Eu levo o folheto e a minha máquina fotográfica – Alejandro leva o meu
gravador. Eu vim bem preparada para a minha ‘visita`.
A
área é ampla. Parece tanto uma ruína como um canteiro de obras, pois há ao
mesmo tempo entulhos e sinais de um prédio em construção – um espaço transitório,
em parte passado, em parte futuro. Por várias razões, é difícil se ter uma
idéia exata de onde se está pisando. Uma placa na entrada, Parque por la Paz Villa Grimaldi, informa aos visitantes que 4500
pessoas foram torturadas aqui, e que 226 pessoas desapareceram e morreram entre
1973 e 1979. Mais um parque pela paz seguindo a tradição que vai de Hiroshima
até Virginia Tech, penso eu, que tenta neutralizar a violência renomeando o
local. Tiro uma fotografia do aviso que nos lembra que nós estamos em um
memorial e que essa história trágica pertence a todos nós. Como em muitos
espaços memoriais, o aviso nos pede para nos comportarmos respeitosamente, a
fim de que ele possa permancer, continuando a instruir as pessoas. Mas como é
que alguém se comporta num antigo centro de tortura? E o que é que o lugar se
propõe a ensinar? Lição Um, claramente, é que, por várias razões, a
responsabilidade pela existência desse lugar é ‘nossa`.
“Por
aqui, por favor”. Matta, um homem formal, nos conduz pelo espaço agora vazio.

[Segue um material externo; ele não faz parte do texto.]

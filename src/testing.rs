// SPDX-FileCopyrightText: 2025 Hyperpolymath
// SPDX-License-Identifier: PMPL-1.0-or-later

//! Test doubles for the gate's collaborators.
//!
//! [`MockIdentityProvider`] keeps sessions in memory and can be made slow
//! or failing, so resolver and gate behaviour can be exercised without a
//! running identity service.

use crate::error::{IdentityError, StoreError};
use crate::permissions::Role;
use crate::session::{Credential, IdentityProvider, VerifiedIdentity};
use crate::store::{CounterKey, CounterStore, RateLimitEntry};
use async_trait::async_trait;
use chrono::{DateTime, Duration as WindowDuration, Utc};
use std::collections::HashMap;
use std::sync::atomic::{AtomicUsize, Ordering};
use std::time::Duration;
use tokio::sync::RwLock;

/// In-memory identity provider.
#[derive(Debug, Default)]
pub struct MockIdentityProvider {
    sessions: RwLock<HashMap<String, VerifiedIdentity>>,
    revoked: RwLock<Vec<String>>,
    delay: Option<Duration>,
    failing: bool,
    verify_calls: AtomicUsize,
}

impl MockIdentityProvider {
    pub fn new() -> Self {
        Self::default()
    }

    /// Delay every call by `delay`.
    pub fn with_delay(mut self, delay: Duration) -> Self {
        self.delay = Some(delay);
        self
    }

    /// Fail every call with a transport-style error.
    pub fn failing(mut self) -> Self {
        self.failing = true;
        self
    }

    pub async fn insert(&self, token: &str, id: &str, role: Role, active: bool) {
        self.sessions.write().await.insert(
            token.to_string(),
            VerifiedIdentity {
                id: id.to_string(),
                role,
                active,
            },
        );
    }

    /// Tokens revoked so far, in order.
    pub async fn revoked(&self) -> Vec<String> {
        self.revoked.read().await.clone()
    }

    pub fn verify_calls(&self) -> usize {
        self.verify_calls.load(Ordering::SeqCst)
    }

    async fn simulate(&self) -> Result<(), IdentityError> {
        if let Some(delay) = self.delay {
            tokio::time::sleep(delay).await;
        }
        if self.failing {
            return Err(IdentityError::Other("identity provider unreachable".into()));
        }
        Ok(())
    }
}

#[async_trait]
impl IdentityProvider for MockIdentityProvider {
    async fn verify_session(
        &self,
        credential: &Credential,
    ) -> Result<Option<VerifiedIdentity>, IdentityError> {
        self.verify_calls.fetch_add(1, Ordering::SeqCst);
        self.simulate().await?;
        Ok(self.sessions.read().await.get(&credential.token).cloned())
    }

    async fn revoke_session(&self, credential: &Credential) -> Result<(), IdentityError> {
        self.simulate().await?;
        self.sessions.write().await.remove(&credential.token);
        self.revoked.write().await.push(credential.token.clone());
        Ok(())
    }
}

/// Counter store whose backend is always down.
#[derive(Debug, Default, Clone, Copy)]
pub struct UnavailableCounterStore;

#[async_trait]
impl CounterStore for UnavailableCounterStore {
    async fn hit(
        &self,
        _key: &CounterKey,
        _window: WindowDuration,
        _now: DateTime<Utc>,
    ) -> Result<RateLimitEntry, StoreError> {
        Err(StoreError::Unavailable("connection refused".into()))
    }

    async fn sweep(&self, _now: DateTime<Utc>, _idle_windows: u32) -> Result<usize, StoreError> {
        Err(StoreError::Unavailable("connection refused".into()))
    }

    async fn entry_count(&self) -> usize {
        0
    }
}
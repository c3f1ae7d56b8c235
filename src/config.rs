// SPDX-FileCopyrightText: 2025 Hyperpolymath
// SPDX-License-Identifier: PMPL-1.0-or-later

//! Configuration for the access gate.
//!
//! Defaults carry the application's abuse ceilings. Every field can be
//! overridden from a JSON file and then from environment variables.

use crate::error::ConfigError;
use serde::{Deserialize, Serialize};
use std::time::Duration;

/// Configuration for the access gate service.
#[derive(Debug, Clone, Serialize, Deserialize)]
pub struct Config {
    /// Server bind address (default: 0.0.0.0:8080)
    #[serde(default = "default_bind_addr")]
    pub bind_addr: String,

    /// Session resolution configuration
    #[serde(default)]
    pub session: SessionConfig,

    /// Client address configuration
    #[serde(default)]
    pub proxy: ProxyConfig,

    /// Named rate-limit policies
    #[serde(default = "default_policies")]
    pub policies: Vec<PolicyConfig>,

    /// Stale entry sweep configuration
    #[serde(default)]
    pub cleanup: CleanupConfig,

    /// Metrics configuration
    #[serde(default)]
    pub metrics: MetricsConfig,
}

/// Session resolution configuration.
#[derive(Debug, Clone, Serialize, Deserialize)]
pub struct SessionConfig {
    /// Session cookie name (default: session)
    #[serde(default = "default_cookie_name")]
    pub cookie_name: String,

    /// Identity provider base URL (default: http://127.0.0.1:8081)
    #[serde(default = "default_identity_url")]
    pub identity_provider_url: String,

    /// Upper bound on identity provider latency in milliseconds (default: 2000)
    #[serde(default = "default_identity_timeout_ms")]
    pub identity_timeout_ms: u64,
}

/// How the client IP is determined.
#[derive(Debug, Clone, Serialize, Deserialize)]
pub struct ProxyConfig {
    /// Trust the proxy header (default: false)
    #[serde(default)]
    pub trust_proxy: bool,

    /// Header carrying the client address (default: x-forwarded-for)
    #[serde(default = "default_proxy_header")]
    pub header: String,
}

/// How a policy derives its counter key.
#[derive(Debug, Clone, PartialEq, Eq, Serialize, Deserialize)]
#[serde(tag = "type", rename_all = "snake_case")]
pub enum KeyStrategyConfig {
    /// Client IP only
    ClientIp,
    /// Client IP combined with an endpoint category
    ClientIpAndCategory { category: String },
}

/// One named rate-limit policy.
#[derive(Debug, Clone, PartialEq, Eq, Serialize, Deserialize)]
pub struct PolicyConfig {
    pub name: String,
    pub window_ms: u64,
    pub max_requests: u32,
    #[serde(default = "default_key_strategy")]
    pub key: KeyStrategyConfig,
}

/// Largest accepted `idle_windows`.
pub const MAX_IDLE_WINDOWS: u32 = 1_000;

/// Periodic eviction of stale counters.
#[derive(Debug, Clone, Serialize, Deserialize)]
pub struct CleanupConfig {
    /// Run the sweep (default: true)
    #[serde(default = "default_true")]
    pub enabled: bool,

    /// Seconds between sweeps (default: 60)
    #[serde(default = "default_sweep_interval_secs")]
    pub interval_secs: u64,

    /// Window lengths an entry must sit idle before eviction (default: 3)
    #[serde(default = "default_idle_windows")]
    pub idle_windows: u32,
}

/// Metrics configuration.
#[derive(Debug, Clone, Serialize, Deserialize)]
pub struct MetricsConfig {
    /// Enable Prometheus metrics endpoint (default: true)
    #[serde(default = "default_true")]
    pub enabled: bool,

    /// Metrics endpoint path (default: /metrics)
    #[serde(default = "default_metrics_path")]
    pub path: String,
}

// Default value functions
fn default_bind_addr() -> String {
    "0.0.0.0:8080".to_string()
}

fn default_cookie_name() -> String {
    "session".to_string()
}

fn default_identity_url() -> String {
    "http://127.0.0.1:8081".to_string()
}

fn default_identity_timeout_ms() -> u64 {
    2000
}

fn default_proxy_header() -> String {
    "x-forwarded-for".to_string()
}

fn default_key_strategy() -> KeyStrategyConfig {
    KeyStrategyConfig::ClientIp
}

fn default_sweep_interval_secs() -> u64 {
    60
}

fn default_idle_windows() -> u32 {
    3
}

fn default_true() -> bool {
    true
}

fn default_metrics_path() -> String {
    "/metrics".to_string()
}

const MINUTE_MS: u64 = 60_000;
const HOUR_MS: u64 = 60 * MINUTE_MS;

fn category_policy(name: &str, window_ms: u64, max_requests: u32) -> PolicyConfig {
    PolicyConfig {
        name: name.to_string(),
        window_ms,
        max_requests,
        key: KeyStrategyConfig::ClientIpAndCategory {
            category: name.to_string(),
        },
    }
}

fn default_policies() -> Vec<PolicyConfig> {
    vec![
        PolicyConfig {
            name: "api".to_string(),
            window_ms: 15 * MINUTE_MS,
            max_requests: 100,
            key: KeyStrategyConfig::ClientIp,
        },
        category_policy("login", MINUTE_MS, 5),
        category_policy("donation", MINUTE_MS, 10),
        category_policy("password-reset", HOUR_MS, 3),
        category_policy("prayer-request", HOUR_MS, 5),
        category_policy("subscribe", HOUR_MS, 5),
    ]
}

impl Default for Config {
    fn default() -> Self {
        Self {
            bind_addr: default_bind_addr(),
            session: SessionConfig::default(),
            proxy: ProxyConfig::default(),
            policies: default_policies(),
            cleanup: CleanupConfig::default(),
            metrics: MetricsConfig::default(),
        }
    }
}

impl Default for SessionConfig {
    fn default() -> Self {
        Self {
            cookie_name: default_cookie_name(),
            identity_provider_url: default_identity_url(),
            identity_timeout_ms: default_identity_timeout_ms(),
        }
    }
}

impl Default for ProxyConfig {
    fn default() -> Self {
        Self {
            trust_proxy: false,
            header: default_proxy_header(),
        }
    }
}

impl Default for CleanupConfig {
    fn default() -> Self {
        Self {
            enabled: default_true(),
            interval_secs: default_sweep_interval_secs(),
            idle_windows: default_idle_windows(),
        }
    }
}

impl Default for MetricsConfig {
    fn default() -> Self {
        Self {
            enabled: default_true(),
            path: default_metrics_path(),
        }
    }
}

impl SessionConfig {
    /// Get the identity provider timeout
    pub fn identity_timeout(&self) -> Duration {
        Duration::from_millis(self.identity_timeout_ms)
    }
}

impl ProxyConfig {
    /// Header to read the client IP from, if trusted.
    pub fn trusted_header(&self) -> Option<&str> {
        self.trust_proxy.then_some(self.header.as_str())
    }
}

impl CleanupConfig {
    /// Get the sweep interval
    pub fn interval(&self) -> Duration {
        Duration::from_secs(self.interval_secs)
    }
}

impl Config {
    /// Parse a JSON configuration document.
    pub fn from_json(raw: &str) -> Result<Self, ConfigError> {
        serde_json::from_str(raw).map_err(|e| ConfigError::InvalidValue {
            key: "config",
            value: e.to_string(),
        })
    }

    /// Apply environment overrides from the process environment.
    pub fn apply_env(self) -> Result<Self, ConfigError> {
        self.apply_overrides(|key| std::env::var(key).ok())
    }

    /// Apply overrides from any key lookup.
    pub fn apply_overrides<F>(mut self, lookup: F) -> Result<Self, ConfigError>
    where
        F: Fn(&str) -> Option<String>,
    {
        if let Some(v) = lookup("BIND_ADDR") {
            self.bind_addr = v;
        }
        if let Some(v) = lookup("SESSION_COOKIE") {
            self.session.cookie_name = v;
        }
        if let Some(v) = lookup("IDENTITY_PROVIDER_URL") {
            self.session.identity_provider_url = v;
        }
        if let Some(v) = lookup("IDENTITY_TIMEOUT_MS") {
            self.session.identity_timeout_ms = parse_value("IDENTITY_TIMEOUT_MS", &v)?;
        }
        if let Some(v) = lookup("TRUST_PROXY") {
            self.proxy.trust_proxy = parse_value("TRUST_PROXY", &v)?;
        }
        if let Some(v) = lookup("PROXY_HEADER") {
            self.proxy.header = v;
        }
        if let Some(v) = lookup("SWEEP_INTERVAL_SECS") {
            self.cleanup.interval_secs = parse_value("SWEEP_INTERVAL_SECS", &v)?;
        }
        if let Some(v) = lookup("SWEEP_IDLE_WINDOWS") {
            self.cleanup.idle_windows = parse_value("SWEEP_IDLE_WINDOWS", &v)?;
        }
        if let Some(v) = lookup("METRICS_ENABLED") {
            self.metrics.enabled = parse_value("METRICS_ENABLED", &v)?;
        }
        Ok(self)
    }

    /// Reject values that would misbehave at runtime.
    pub fn validate(&self) -> Result<(), ConfigError> {
        if self.session.identity_timeout_ms == 0 {
            return Err(ConfigError::InvalidValue {
                key: "IDENTITY_TIMEOUT_MS",
                value: "0".to_string(),
            });
        }
        if self.cleanup.enabled && self.cleanup.interval_secs == 0 {
            return Err(ConfigError::InvalidValue {
                key: "SWEEP_INTERVAL_SECS",
                value: "0".to_string(),
            });
        }
        if !(1..=MAX_IDLE_WINDOWS).contains(&self.cleanup.idle_windows) {
            return Err(ConfigError::InvalidValue {
                key: "SWEEP_IDLE_WINDOWS",
                value: self.cleanup.idle_windows.to_string(),
            });
        }
        Ok(())
    }
}

fn parse_value<T: std::str::FromStr>(key: &'static str, raw: &str) -> Result<T, ConfigError> {
    raw.trim().parse().map_err(|_| ConfigError::InvalidValue {
        key,
        value: raw.to_string(),
    })
}
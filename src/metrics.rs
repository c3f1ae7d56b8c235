// SPDX-FileCopyrightText: 2025 Hyperpolymath
// SPDX-License-Identifier: PMPL-1.0-or-later

//! Prometheus metrics for gate decisions.

use prometheus::{Encoder, IntCounter, IntCounterVec, IntGauge, Opts, Registry, TextEncoder};

/// Decision counters and counter-store size.
#[derive(Clone)]
pub struct GateMetrics {
    registry: Registry,
    decisions: IntCounterVec,
    revocations: IntCounter,
    rate_limit_entries: IntGauge,
}

impl GateMetrics {
    pub fn new() -> Result<Self, prometheus::Error> {
        let registry = Registry::new();

        let decisions = IntCounterVec::new(
            Opts::new("access_gate_decisions_total", "Access decisions by outcome"),
            &["decision"],
        )?;
        let revocations = IntCounter::new(
            "access_gate_revocations_total",
            "Sessions revoked on detection of a disallowed role",
        )?;
        let rate_limit_entries = IntGauge::new(
            "access_gate_rate_limit_entries",
            "Live rate limit counter entries",
        )?;

        registry.register(Box::new(decisions.clone()))?;
        registry.register(Box::new(revocations.clone()))?;
        registry.register(Box::new(rate_limit_entries.clone()))?;

        Ok(Self {
            registry,
            decisions,
            revocations,
            rate_limit_entries,
        })
    }

    pub fn record_decision(&self, label: &str) {
        self.decisions.with_label_values(&[label]).inc();
    }

    pub fn record_revocation(&self) {
        self.revocations.inc();
    }

    pub fn set_rate_limit_entries(&self, count: usize) {
        self.rate_limit_entries.set(count as i64);
    }

    pub fn decision_count(&self, label: &str) -> u64 {
        self.decisions.with_label_values(&[label]).get()
    }

    /// Text exposition format.
    pub fn render(&self) -> String {
        let mut buf = Vec::new();
        if TextEncoder::new()
            .encode(&self.registry.gather(), &mut buf)
            .is_err()
        {
            return String::new();
        }
        String::from_utf8(buf).unwrap_or_default()
    }
}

Ele nos leva até um pequeno modelo do campo de tortura para nos ajudar a
visualizar o projeto arquitetônico de um lugar que já não existe mais. A
maquete está lá deitada, como um caixão, sob um largo guarda-sol de plástico.
Como em muitos sítios historicamente importantes – o Templo Mayor na Cidade do
México me vem à mente – o modelo oferece um rápido panorama do local. A
diferença aqui é que o que se vê no modelo não está mais lá. Mesmo que nós
estejamos fisicamente ali presentes, de pé sobre o antigo campo de
concentração, não somos capazes (felizmente) de ‘realmente’ vivenciá-lo. Ao
invés disso, o espaço que visitamos é um daqueles que não se pode ver, nem
mesmo conhecer. Então, alguém poderia perguntar, qual é o propósito da visita?
O que somos capazes de vivenciar num campo minado, já que os indicadores
desapareceram? O espaço em si é capaz de expressar o evento que ocorreu ali? Um
pouco adiante, a placa na entrada explica todos os quem, porquês, o quê e
quando. Minhas fotografias podem ilustrar o que esse lugar é, mas não o que ele
foi. Ainda assim, nós estamos aqui com Matta, que nos leva para a caminhada.
Matta agora fala espanhol, o que
faz diferença. Ele parece relaxar um pouco, embora sua voz seja muito tensa,
pigarreando com freqüência.
O complexo,
originalmente uma bonita casa de campo usada para festas da classe alta e
eventos de finais de semana, havia sido tomada pelo DINA, uma organização de
forças especiais de Augusto Pinochet, criada para interrogar pessoas detidas
pelos militares durante as batidas policiais3.
Eram tantas pessoas detidas, que muitos espaços civis foram transformados em
campos de concentração improvisados. Villa Grimaldi era um dos mais famosos. No
final dos anos de 1980, um dos generais o vendeu para que uma companhia de
construção o demolisse, substituindo-o por um projeto habitacional.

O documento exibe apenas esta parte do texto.